In two of the households visited, they reported three cases and two deaths from same house. There were no cases reported among nomadic pastoralists in the locality. Of all cases, 90 (92.8%) were not vaccinated. The mean age (N. SD, IQR, was 12.5 (61, 8.6., 7.0-16.0) and 11.0 (36, 6.0-13.5) for females and males respectively; the difference was not statistically significant two-tailed p value=0.3608. Twelve cases died (Case Fatality Ratio (CFR) = 12.4%).

Most of the cases occurred among neighboring villages around Al Sunta locality. there were three cases and two deaths from same house. There were no cases reported among nomadic pastoralists. Most of the suspected cases were not vaccinated (No data were available).

Figure 2 shows the epidemic curves of the diphtheria outbreak in South Darfur, 2019. The outbreak spread serially from one village to another. More cases occurred in a large village, Um Kitaika and a small town I the locality, Tajreeba.

 

Figure 2: The epidemic curves of the diphtheria outbreak in South Darfur, 2019-2020.

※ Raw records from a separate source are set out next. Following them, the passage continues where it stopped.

use crate::error::{NocturneError, NocturneResult};
use std::path::PathBuf;

/// Capacity of one pooled memory block.
pub const CLIENT_BUFFER_SIZE: usize = 8 * 1024;

/// Longest request line the worker scans before answering 413.
pub const MAX_REQUEST_LINE: usize = 64 * 1024;

/// Longest single header line the worker scans before answering 413.
pub const MAX_HEADER_LINE: usize = 64 * 1024;

/// Events fetched by one `epoll_wait` call.
pub const MAX_EVENTS: usize = 16;

pub const DEFAULT_LISTEN: &str = "127.0.0.1:8080";
pub const DEFAULT_SERVER_NAME: &str = "nocturne";

/// Server configuration loaded from environment variables.
#[derive(Debug, Clone)]
pub struct ServerConfig {
    /// Listen address: `unix:<path>`, `/abs/path`, or `host[:port]`.
    pub listen: String,

    /// Number of worker threads (default: half the cores, at least 2).
    pub workers: usize,

    /// Value of the `Server` response header.
    pub server_name: String,

    /// Capacity of pooled buffer blocks in bytes (default: 8 KiB).
    pub buffer_size: usize,

    /// Request line scan limit in bytes (default: 64 KiB).
    pub max_request_line: usize,

    /// Header line scan limit in bytes (default: 64 KiB).
    pub max_header_line: usize,

    /// Pin each worker thread to a CPU core.
    pub pin_workers: bool,

    /// Events fetched per `epoll_wait` call.
    pub max_events: usize,

    /// Directory served by the bundled binary.
    pub document_root: Option<PathBuf>,
}

/// Per-connection protocol limits handed to every worker.
#[derive(Debug, Clone, Copy, PartialEq, Eq)]
pub struct Limits {
    pub buffer_size: usize,
    pub max_request_line: usize,
    pub max_header_line: usize,
}

impl Default for Limits {
    fn default() -> Self {
        Self {
            buffer_size: CLIENT_BUFFER_SIZE,
            max_request_line: MAX_REQUEST_LINE,
            max_header_line: MAX_HEADER_LINE,
        }
    }
}

pub fn default_workers() -> usize {
    (num_cpus::get() / 2).max(2)
}

impl Default for ServerConfig {
    fn default() -> Self {
        Self {
            listen: DEFAULT_LISTEN.to_string(),
            workers: default_workers(),
            server_name: DEFAULT_SERVER_NAME.to_string(),
            buffer_size: CLIENT_BUFFER_SIZE,
            max_request_line: MAX_REQUEST_LINE,
            max_header_line: MAX_HEADER_LINE,
            pin_workers: false,
            max_events: MAX_EVENTS,
            document_root: None,
        }
    }
}

impl ServerConfig {
    pub fn new(listen: impl Into<String>) -> Self {
        Self {
            listen: listen.into(),
            ..Self::default()
        }
    }

    pub fn workers(mut self, workers: usize) -> Self {
        self.workers = workers;
        self
    }

    pub fn server_name(mut self, name: impl Into<String>) -> Self {
        self.server_name = name.into();
        self
    }

    pub fn limits(mut self, limits: Limits) -> Self {
        self.buffer_size = limits.buffer_size;
        self.max_request_line = limits.max_request_line;
        self.max_header_line = limits.max_header_line;
        self
    }

    /// Load configuration from environment variables (with .env support).
    pub fn from_env() -> NocturneResult<Self> {
        // Load .env file if present (ignore errors if missing)
        let _ = dotenvy::dotenv();
        Self::from_lookup(|key| std::env::var(key).ok())
    }

    /// Build a configuration from an arbitrary key lookup.
    ///
    /// Unset keys fall back to defaults; keys that are set but do not parse
    /// are reported as [`NocturneError::Config`].
    pub fn from_lookup<F>(lookup: F) -> NocturneResult<Self>
    where
        F: Fn(&str) -> Option<String>,
    {
        let defaults = Self::default();
        let config = Self {
            listen: lookup("NOCTURNE_LISTEN").unwrap_or(defaults.listen),
            workers: parse_var(&lookup, "NOCTURNE_WORKERS")?.unwrap_or(defaults.workers),
            server_name: lookup("NOCTURNE_SERVER_NAME").unwrap_or(defaults.server_name),
            buffer_size: parse_var(&lookup, "NOCTURNE_BUFFER_SIZE")?
                .unwrap_or(defaults.buffer_size),
            max_request_line: parse_var(&lookup, "NOCTURNE_MAX_REQUEST_LINE")?
                .unwrap_or(defaults.max_request_line),
            max_header_line: parse_var(&lookup, "NOCTURNE_MAX_HEADER_LINE")?
                .unwrap_or(defaults.max_header_line),
            pin_workers: lookup("NOCTURNE_PIN_WORKERS")
                .map(|v| matches!(v.to_lowercase().as_str(), "true" | "1" | "yes"))
                .unwrap_or(defaults.pin_workers),
            max_events: parse_var(&lookup, "NOCTURNE_MAX_EVENTS")?.unwrap_or(defaults.max_events),
            document_root: lookup("NOCTURNE_DOCUMENT_ROOT").map(PathBuf::from),
        };
        config.validate()?;
        Ok(config)
    }

    pub fn validate(&self) -> NocturneResult<()> {
        if self.listen.trim().is_empty() {
            return Err(NocturneError::Config("listen address is empty".into()));
        }
        if self.workers == 0 {
            return Err(NocturneError::Config("workers must be at least 1".into()));
        }
        if self.buffer_size == 0 {
            return Err(NocturneError::Config("buffer size must be positive".into()));
        }
        if self.max_request_line == 0 || self.max_header_line == 0 {
            return Err(NocturneError::Config("line limits must be positive".into()));
        }
        if self.max_events == 0 {
            return Err(NocturneError::Config("max events must be positive".into()));
        }
        Ok(())
    }

    pub fn protocol_limits(&self) -> Limits {
        Limits {
            buffer_size: self.buffer_size,
            max_request_line: self.max_request_line,
            max_header_line: self.max_header_line,
        }
    }
}

fn parse_var<F, T>(lookup: &F, key: &str) -> NocturneResult<Option<T>>
where
    F: Fn(&str) -> Option<String>,
    T: std::str::FromStr,
{
    match lookup(key) {
        None => Ok(None),
        Some(raw) => raw
            .trim()
            .parse()
            .map(Some)
            .map_err(|_| NocturneError::Config(format!("{key}: cannot parse {raw:?}"))),
    }
}

#[cfg(test)]
mod tests {
    use super::*;
    use std::collections::HashMap;

    fn lookup_from(pairs: &[(&str, &str)]) -> impl Fn(&str) -> Option<String> {
        let map: HashMap<String, String> = pairs
            .iter()
            .map(|(k, v)| (k.to_string(), v.to_string()))
            .collect();
        move |key| map.get(key).cloned()
    }

    #[test]
    fn test_defaults() {
        let config = ServerConfig::from_lookup(lookup_from(&[])).unwrap();
        assert_eq!(config.listen, DEFAULT_LISTEN);
        assert!(config.workers >= 2);
        assert_eq!(config.buffer_size, 8 * 1024);
        assert_eq!(config.max_request_line, 64 * 1024);
        assert_eq!(config.max_header_line, 64 * 1024);
        assert!(!config.pin_workers);
        assert!(config.document_root.is_none());
    }

    #[test]
    fn test_overrides() {
        let config = ServerConfig::from_lookup(lookup_from(&[
            ("NOCTURNE_LISTEN", "unix:/tmp/nocturne.sock"),
            ("NOCTURNE_WORKERS", "3"),
            ("NOCTURNE_MAX_HEADER_LINE", "1024"),
            ("NOCTURNE_PIN_WORKERS", "yes"),
            ("NOCTURNE_DOCUMENT_ROOT", "/srv/www"),
        ]))
        .unwrap();
        assert_eq!(config.listen, "unix:/tmp/nocturne.sock");
        assert_eq!(config.workers, 3);
        assert_eq!(config.protocol_limits().max_header_line, 1024);
        assert!(config.pin_workers);
        assert_eq!(config.document_root, Some(PathBuf::from("/srv/www")));
    }

    #[test]
    fn test_invalid_values_rejected() {
        let err = ServerConfig::from_lookup(lookup_from(&[("NOCTURNE_WORKERS", "many")]));
        assert!(matches!(err, Err(NocturneError::Config(_))));

        let err = ServerConfig::from_lookup(lookup_from(&[("NOCTURNE_WORKERS", "0")]));
        assert!(matches!(err, Err(NocturneError::Config(_))));
    }
}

Parents of suspected diphtheria cases and deceased children stated that their children had high grade fever, sore throat, dysphagia (difficulty in swallowing), neck swelling, protrusion of the tongue and some children suffered from difficulty in breathing. The symptoms got worse on the third day following onset of the disease. Later, some patients complained of discharge from the mouth and epistaxis. Verbal autopsy from parents of the deceased children reported that children were suffering from severe chest pain just before death. There were no neurological symptoms observed or reported. The health care workers mentioned that the tonsils were excessively enlarged among few of the cases, almost touching each other. They reported observation of grey membrane behind the tonsils in some of the cases.

Low immunization coverage

The cold chain system in Al Sunta was not functioning for more than three years. Vaccines were kept in refrigerators in nearby shops along with soft drinks. The vaccinator stated that he reported the case to EPI department repeatedly with no response. The investigators found out the Vaccine Vial Monitor (VVM) reading of the vaccines stored in the private refrigerator was almost stage 3. In Rammis village, Al-Sunta locality, a cold chain system was installed in the Family Health Unit (FHU) in May 2019. There were no means of transportation to conduct outreach vaccination services. More defaulters were registered in Al Sunta and Buram localities (Figure 3).